## Saved entries
____
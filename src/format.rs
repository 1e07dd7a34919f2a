//! Message body reformatting.
//!
//! A payload that looks like JSON or XML is re-serialized with a two-space
//! indent so it reads as a document instead of a single line. Anything that
//! fails to parse is passed through untouched; a malformed payload is just
//! plain text, never an error.

use std::borrow::Cow;

use quick_xml::events::Event;
use quick_xml::{Reader, Writer};
use serde_json::{Map, Value};

const JSON_OBJECT_HINT: char = '{';
const JSON_ARRAY_HINT: char = '[';

/// Reformats JSON and XML payloads, in that order. The XML pass runs even
/// when the JSON pass rewrote the message.
pub(crate) fn prettify(message: &str) -> Cow<'_, str> {
    let mut message = Cow::Borrowed(message);
    if message.starts_with(JSON_OBJECT_HINT) {
        if let Ok(object) = serde_json::from_str::<Map<String, Value>>(&message)
            && let Ok(pretty) = serde_json::to_string_pretty(&object)
        {
            message = Cow::Owned(pretty);
        }
    } else if message.starts_with(JSON_ARRAY_HINT) {
        if let Ok(array) = serde_json::from_str::<Vec<Value>>(&message)
            && let Ok(pretty) = serde_json::to_string_pretty(&array)
        {
            message = Cow::Owned(pretty);
        }
    }

    if let Some(xml) = try_format_xml(&message) {
        message = Cow::Owned(xml);
    }
    message
}

/// Re-emits a well-formed XML document with a two-space indent and a forced
/// line break after the first closing `>`. Returns `None` for anything that
/// is not a complete single-root document.
fn try_format_xml(message: &str) -> Option<String> {
    if !message.trim_start().starts_with('<') {
        return None;
    }

    let mut reader = Reader::from_str(message);
    reader.config_mut().trim_text(true);
    let mut writer = Writer::new_with_indent(Vec::new(), b' ', 2);
    let mut depth = 0usize;
    let mut seen_root = false;
    loop {
        match reader.read_event() {
            Ok(Event::Eof) => break,
            Ok(event) => {
                match &event {
                    Event::Start(_) => {
                        if depth == 0 && seen_root {
                            return None;
                        }
                        seen_root = true;
                        depth += 1;
                    }
                    Event::End(_) => {
                        depth = depth.checked_sub(1)?;
                    }
                    Event::Empty(_) => {
                        if depth == 0 && seen_root {
                            return None;
                        }
                        seen_root = true;
                    }
                    Event::Text(_) | Event::CData(_) if depth == 0 => {
                        return None;
                    }
                    _ => {}
                }
                writer.write_event(event).ok()?;
            }
            Err(_) => return None,
        }
    }
    if depth != 0 || !seen_root {
        return None;
    }
    let serialized = String::from_utf8(writer.into_inner()).ok()?;
    Some(serialized.replacen('>', ">\n", 1))
}

/// Splits on newlines and drops the trailing run of empty lines. Interior
/// empty lines survive so document structure stays visible.
pub(crate) fn split_lines(message: &str) -> Vec<&str> {
    let mut lines: Vec<&str> = message.split('\n').collect();
    while lines.last().is_some_and(|line| line.is_empty()) {
        lines.pop();
    }
    lines
}

/// Splits a line into chunks of exactly `width` characters, the last chunk
/// holding the remainder. Splits on character boundaries, so multi-byte
/// content never tears a code point.
pub(crate) fn chunk_line(line: &str, width: usize) -> Vec<&str> {
    debug_assert!(width > 0);
    let mut chunks = Vec::new();
    let mut rest = line;
    loop {
        match rest.char_indices().nth(width) {
            Some((split, _)) => {
                let (head, tail) = rest.split_at(split);
                chunks.push(head);
                rest = tail;
            }
            None => {
                chunks.push(rest);
                break;
            }
        }
    }
    chunks
}
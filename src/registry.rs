//! Priority-keyed dispatch.

use std::collections::BTreeMap;
use std::sync::{Arc, RwLock};

use crate::level::{Priority, Severity};
use crate::printer::Printer;

/// Dispatch table from priority threshold to printer. At most one printer
/// per threshold; registering again at an occupied threshold replaces the
/// previous printer.
///
/// The registry is an explicit handle rather than process-global state:
/// construct it once at startup and clone it wherever logging happens.
/// Thresholds are iterated in ascending order, so dispatch order is
/// deterministic.
#[derive(Clone, Default)]
pub struct Registry {
    printers: Arc<RwLock<BTreeMap<Priority, Arc<Printer>>>>,
}

impl Registry {
    pub fn new() -> Self {
        Self::default()
    }

    pub fn register(&self, threshold: Priority, printer: Printer) {
        self.printers
            .write()
            .unwrap()
            .insert(threshold, Arc::new(printer));
    }

    /// Fans an event out to every printer whose threshold admits it
    /// (`priority <= threshold`). With nothing registered this is a silent
    /// no-op. A missing message renders as the literal `NULL`.
    pub fn log(&self, severity: Severity, tag: &str, message: Option<&str>, priority: Priority) {
        let selected: Vec<Arc<Printer>> = {
            let printers = self.printers.read().unwrap();
            printers
                .iter()
                .filter(|(threshold, _)| priority <= **threshold)
                .map(|(_, printer)| Arc::clone(printer))
                .collect()
        };
        // Render outside the lock so sink I/O never blocks registration.
        for printer in selected {
            printer.print(severity, tag, message);
        }
    }

    pub fn trace(&self, tag: &str, message: &str) {
        self.log(Severity::Trace, tag, Some(message), Priority::DEFAULT);
    }

    pub fn trace_with(&self, tag: &str, message: &str, priority: Priority) {
        self.log(Severity::Trace, tag, Some(message), priority);
    }

    pub fn debug(&self, tag: &str, message: &str) {
        self.log(Severity::Debug, tag, Some(message), Priority::DEFAULT);
    }

    pub fn debug_with(&self, tag: &str, message: &str, priority: Priority) {
        self.log(Severity::Debug, tag, Some(message), priority);
    }

    pub fn info(&self, tag: &str, message: &str) {
        self.log(Severity::Info, tag, Some(message), Priority::DEFAULT);
    }

    pub fn info_with(&self, tag: &str, message: &str, priority: Priority) {
        self.log(Severity::Info, tag, Some(message), priority);
    }

    pub fn warn(&self, tag: &str, message: &str) {
        self.log(Severity::Warn, tag, Some(message), Priority::DEFAULT);
    }

    pub fn warn_with(&self, tag: &str, message: &str, priority: Priority) {
        self.log(Severity::Warn, tag, Some(message), priority);
    }

    pub fn error(&self, tag: &str, message: &str) {
        self.log(Severity::Error, tag, Some(message), Priority::DEFAULT);
    }

    pub fn error_with(&self, tag: &str, message: &str, priority: Priority) {
        self.log(Severity::Error, tag, Some(message), priority);
    }

    pub fn fatal(&self, tag: &str, message: &str) {
        self.log(Severity::Fatal, tag, Some(message), Priority::DEFAULT);
    }

    pub fn fatal_with(&self, tag: &str, message: &str, priority: Priority) {
        self.log(Severity::Fatal, tag, Some(message), priority);
    }
}

#[cfg(test)]
mod tests {
    use super::*;
    use crate::sink::test_support::CaptureSink;

    fn capture_printer() -> (Printer, CaptureSink) {
        let sink = CaptureSink::default();
        let printer = Printer::builder()
            .no_console()
            .show_thread_info(false)
            .with_method_count(0)
            .with_sink(Box::new(sink.clone()))
            .build()
            .unwrap();
        (printer, sink)
    }

    #[test]
    fn delivery_requires_priority_at_or_below_threshold() {
        let registry = Registry::new();
        let (high_printer, high_sink) = capture_printer();
        let (low_printer, low_sink) = capture_printer();
        registry.register(Priority::High, high_printer);
        registry.register(Priority::Low, low_printer);

        registry.info_with("t", "normal", Priority::Normal);
        assert_eq!(high_sink.blocks().len(), 0);
        assert_eq!(low_sink.blocks().len(), 1);

        registry.info_with("t", "non-debug", Priority::NonDebug);
        assert_eq!(high_sink.blocks().len(), 1);
        assert_eq!(low_sink.blocks().len(), 2);

        registry.info_with("t", "low", Priority::Low);
        assert_eq!(high_sink.blocks().len(), 1);
        assert_eq!(low_sink.blocks().len(), 3);
    }

    #[test]
    fn reregistration_replaces_the_previous_printer() {
        let registry = Registry::new();
        let (first_printer, first_sink) = capture_printer();
        let (second_printer, second_sink) = capture_printer();
        registry.register(Priority::Low, first_printer);
        registry.register(Priority::Low, second_printer);

        registry.info("t", "after replacement");
        assert!(first_sink.blocks().is_empty());
        assert_eq!(second_sink.blocks().len(), 1);
    }

    #[test]
    fn dispatch_with_no_printers_is_a_silent_noop() {
        let registry = Registry::new();
        registry.error("t", "nobody listening");
    }

    #[test]
    fn default_priority_event_reaches_low_threshold_printer() {
        let registry = Registry::new();
        let (printer, sink) = capture_printer();
        registry.register(Priority::Low, printer);

        registry.warn("endpoints", "connection pool exhausted");

        let blocks = sink.blocks();
        assert_eq!(blocks.len(), 1);
        let (severity, tag, block) = &blocks[0];
        assert_eq!(*severity, Severity::Warn);
        assert_eq!(tag, "endpoints");
        assert!(block.contains("Message:"));
        assert!(block.contains("connection pool exhausted"));
    }

    #[test]
    fn missing_message_dispatches_as_literal_null() {
        let registry = Registry::new();
        let (printer, sink) = capture_printer();
        registry.register(Priority::Low, printer);

        registry.log(Severity::Info, "t", None, Priority::DEFAULT);
        assert!(sink.blocks()[0].2.contains("NULL"));
    }

    #[test]
    fn severity_entry_points_carry_their_severity() {
        let registry = Registry::new();
        let (printer, sink) = capture_printer();
        registry.register(Priority::Low, printer);

        registry.trace("t", "a");
        registry.debug("t", "b");
        registry.info("t", "c");
        registry.warn("t", "d");
        registry.error("t", "e");
        registry.fatal("t", "f");

        let severities: Vec<Severity> = sink.blocks().iter().map(|b| b.0).collect();
        assert_eq!(
            severities,
            vec![
                Severity::Trace,
                Severity::Debug,
                Severity::Info,
                Severity::Warn,
                Severity::Error,
                Severity::Fatal,
            ]
        );
    }

    #[test]
    fn concurrent_dispatch_yields_complete_blocks_per_thread() {
        let registry = Registry::new();
        let (printer, sink) = capture_printer();
        registry.register(Priority::Low, printer);

        let handles: Vec<_> = (0..8)
            .map(|i| {
                let registry = registry.clone();
                std::thread::spawn(move || {
                    registry.info(&format!("thread-{i}"), &format!("payload {i}"));
                })
            })
            .collect();
        for handle in handles {
            handle.join().unwrap();
        }

        let blocks = sink.blocks();
        assert_eq!(blocks.len(), 8);
        let mut seen_tags: Vec<&str> = blocks.iter().map(|b| b.1.as_str()).collect();
        seen_tags.sort();
        seen_tags.dedup();
        assert_eq!(seen_tags.len(), 8);
        for (_, tag, block) in &blocks {
            let lines: Vec<&str> = block.lines().collect();
            assert_eq!(lines.len(), 4, "interleaved block for {tag}: {block:?}");
            assert!(lines[0].starts_with('┌'));
            assert!(lines[3].starts_with('└'));
            let index = tag.trim_start_matches("thread-");
            assert!(lines[2].contains(&format!("payload {index}")));
        }
    }
}
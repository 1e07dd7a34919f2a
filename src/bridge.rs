//! Adapter from the `log` facade to a [`Registry`].

use log::{LevelFilter, Log, Metadata, Record, SetLoggerError};

use crate::level::{Priority, Severity};
use crate::registry::Registry;

struct LogBridge {
    registry: Registry,
    level: LevelFilter,
}

impl Log for LogBridge {
    fn enabled(&self, metadata: &Metadata) -> bool {
        metadata.level() <= self.level
    }

    fn log(&self, record: &Record) {
        if record.level() > self.level {
            return;
        }
        let message = record.args().to_string();
        self.registry.log(
            Severity::from(record.level()),
            record.target(),
            Some(&message),
            Priority::DEFAULT,
        );
    }

    fn flush(&self) {}
}

/// Routes `log` macro calls through the registry for the rest of the
/// process: the record target becomes the tag and every record carries the
/// default priority.
pub fn init_global(registry: Registry, level: LevelFilter) -> Result<(), SetLoggerError> {
    log::set_boxed_logger(Box::new(LogBridge { registry, level }))?;
    log::set_max_level(level);
    Ok(())
}

#[cfg(test)]
mod tests {
    use super::*;
    use crate::printer::Printer;
    use crate::sink::test_support::CaptureSink;

    // One test only: the global logger can be installed once per process.
    #[test]
    fn log_macros_route_through_the_registry() {
        let registry = Registry::new();
        let sink = CaptureSink::default();
        let printer = Printer::builder()
            .no_console()
            .show_thread_info(false)
            .with_method_count(0)
            .with_sink(Box::new(sink.clone()))
            .build()
            .unwrap();
        registry.register(Priority::Low, printer);

        init_global(registry, LevelFilter::Info).unwrap();
        log::info!(target: "bridge", "via macro");
        log::debug!(target: "bridge", "filtered out");

        let blocks = sink.blocks();
        assert_eq!(blocks.len(), 1);
        assert_eq!(blocks[0].0, Severity::Info);
        assert_eq!(blocks[0].1, "bridge");
        assert!(blocks[0].2.contains("via macro"));
    }
}
#[test]
fn dropping_the_core_releases_the_channel_subscription() {
    let engine = MockEngine::with_rows(vec![edge01()]);
    let channel = SearchChannel::new();
    let table = TableCore::new(engine.clone(), specs()).attach_search(&channel);
    table.engine_ready();

    let before = engine.refilters();
    drop(table);
    channel.publish("edg");
    assert_eq!(engine.refilters(), before);
}

#[test]
fn publish_updates_the_url_search_param() {
    let engine = MockEngine::with_rows(vec![edge01()]);
    let channel = SearchChannel::new();
    let navigator = Arc::new(RecordingNavigator::default());
    let table = TableCore::new(engine, specs())
        .with_navigator(navigator.clone())
        .attach_search(&channel);
    table.engine_ready();

    channel.publish("edge 01");
    let calls = navigator.calls.lock().unwrap();
    assert_eq!(calls.last().unwrap(), &("search".to_string(), "edge%2001".to_string()));
}

// ============================================================================
// View state persistence
// ============================================================================

#[test]
fn layout_round_trips_between_table_instances() {
    let store = MemoryStore::new();
    let channel = SearchChannel::new();

    let engine = MockEngine::with_rows(vec![edge01(), mid01()]);
    let layout = vec![
        ColumnDescriptor::new("name", 0, 42),
        ColumnDescriptor::new("id", 1, 8).hidden(),
    ];
    *engine.columns.write().unwrap() = layout.clone();
    *engine.sort.write().unwrap() = vec![SortEntry {
        column_id: "name".to_string(),
        direction: SortDirection::Asc,
        priority: 0,
    }];

    let table = TableCore::new(engine.clone(), specs())
        .with_store(Arc::new(store.clone()), "servers")
        .attach_search(&channel);
    table.engine_ready();
    table.on_column_state_changed();
    drop(table);

    let restored = MockEngine::with_rows(vec![edge01(), mid01()]);
    let table = TableCore::new(restored.clone(), specs())
        .with_store(Arc::new(store.clone()), "servers");
    table.engine_ready();

    let applied = restored.applied_columns.read().unwrap().clone();
    assert_eq!(applied.len(), 2);
    assert_eq!(applied[0].id, "name");
    assert_eq!(applied[0].width, 42);
    assert!(!applied[1].visible);

    let sort = restored.applied_sort.read().unwrap().clone();
    assert_eq!(sort.len(), 1);
    assert_eq!(sort[0].column_id, "name");
}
____
Copy every line of the data above, beginning with the first and ending with the line that contains "pub(crate) fn prettify(message: &str)", and give nothing more.

## RESPONSE AREA
filename src/format.rs
repository 1e07dd7a34919f2a
//! Message body reformatting.
//!
//! A payload that looks like JSON or XML is re-serialized with a two-space
//! indent so it reads as a document instead of a single line. Anything that
//! fails to parse is passed through untouched; a malformed payload is just
//! plain text, never an error.

use std::borrow::Cow;

use quick_xml::events::Event;
use quick_xml::{Reader, Writer};
use serde_json::{Map, Value};

const JSON_OBJECT_HINT: char = '{';
const JSON_ARRAY_HINT: char = '[';

/// Reformats JSON and XML payloads, in that order. The XML pass runs even
/// when the JSON pass rewrote the message.
pub(crate) fn prettify(message: &str) -> Cow<'_, str> {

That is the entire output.